Exercise requirements: Can you retype only the lines from the one with "pub enum FaceFindError" through the final line of the material, exactly as given?

________________

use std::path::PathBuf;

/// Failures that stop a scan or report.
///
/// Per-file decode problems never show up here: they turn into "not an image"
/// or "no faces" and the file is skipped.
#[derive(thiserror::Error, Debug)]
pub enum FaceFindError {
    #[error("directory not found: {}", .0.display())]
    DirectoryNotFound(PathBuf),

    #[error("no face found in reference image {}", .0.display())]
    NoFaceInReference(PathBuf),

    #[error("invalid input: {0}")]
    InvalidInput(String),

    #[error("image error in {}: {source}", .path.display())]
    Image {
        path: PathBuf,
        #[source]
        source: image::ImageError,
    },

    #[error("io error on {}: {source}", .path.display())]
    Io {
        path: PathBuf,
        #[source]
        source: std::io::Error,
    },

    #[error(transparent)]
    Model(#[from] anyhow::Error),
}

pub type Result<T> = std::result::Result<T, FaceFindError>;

________________

Result of this task:
pub enum FaceFindError {
    #[error("directory not found: {}", .0.display())]
    DirectoryNotFound(PathBuf),

    #[error("no face found in reference image {}", .0.display())]
    NoFaceInReference(PathBuf),

    #[error("invalid input: {0}")]
    InvalidInput(String),

    #[error("image error in {}: {source}", .path.display())]
    Image {
        path: PathBuf,
        #[source]
        source: image::ImageError,
    },

    #[error("io error on {}: {source}", .path.display())]
    Io {
        path: PathBuf,
        #[source]
        source: std::io::Error,
    },

    #[error(transparent)]
    Model(#[from] anyhow::Error),
}

pub type Result<T> = std::result::Result<T, FaceFindError>;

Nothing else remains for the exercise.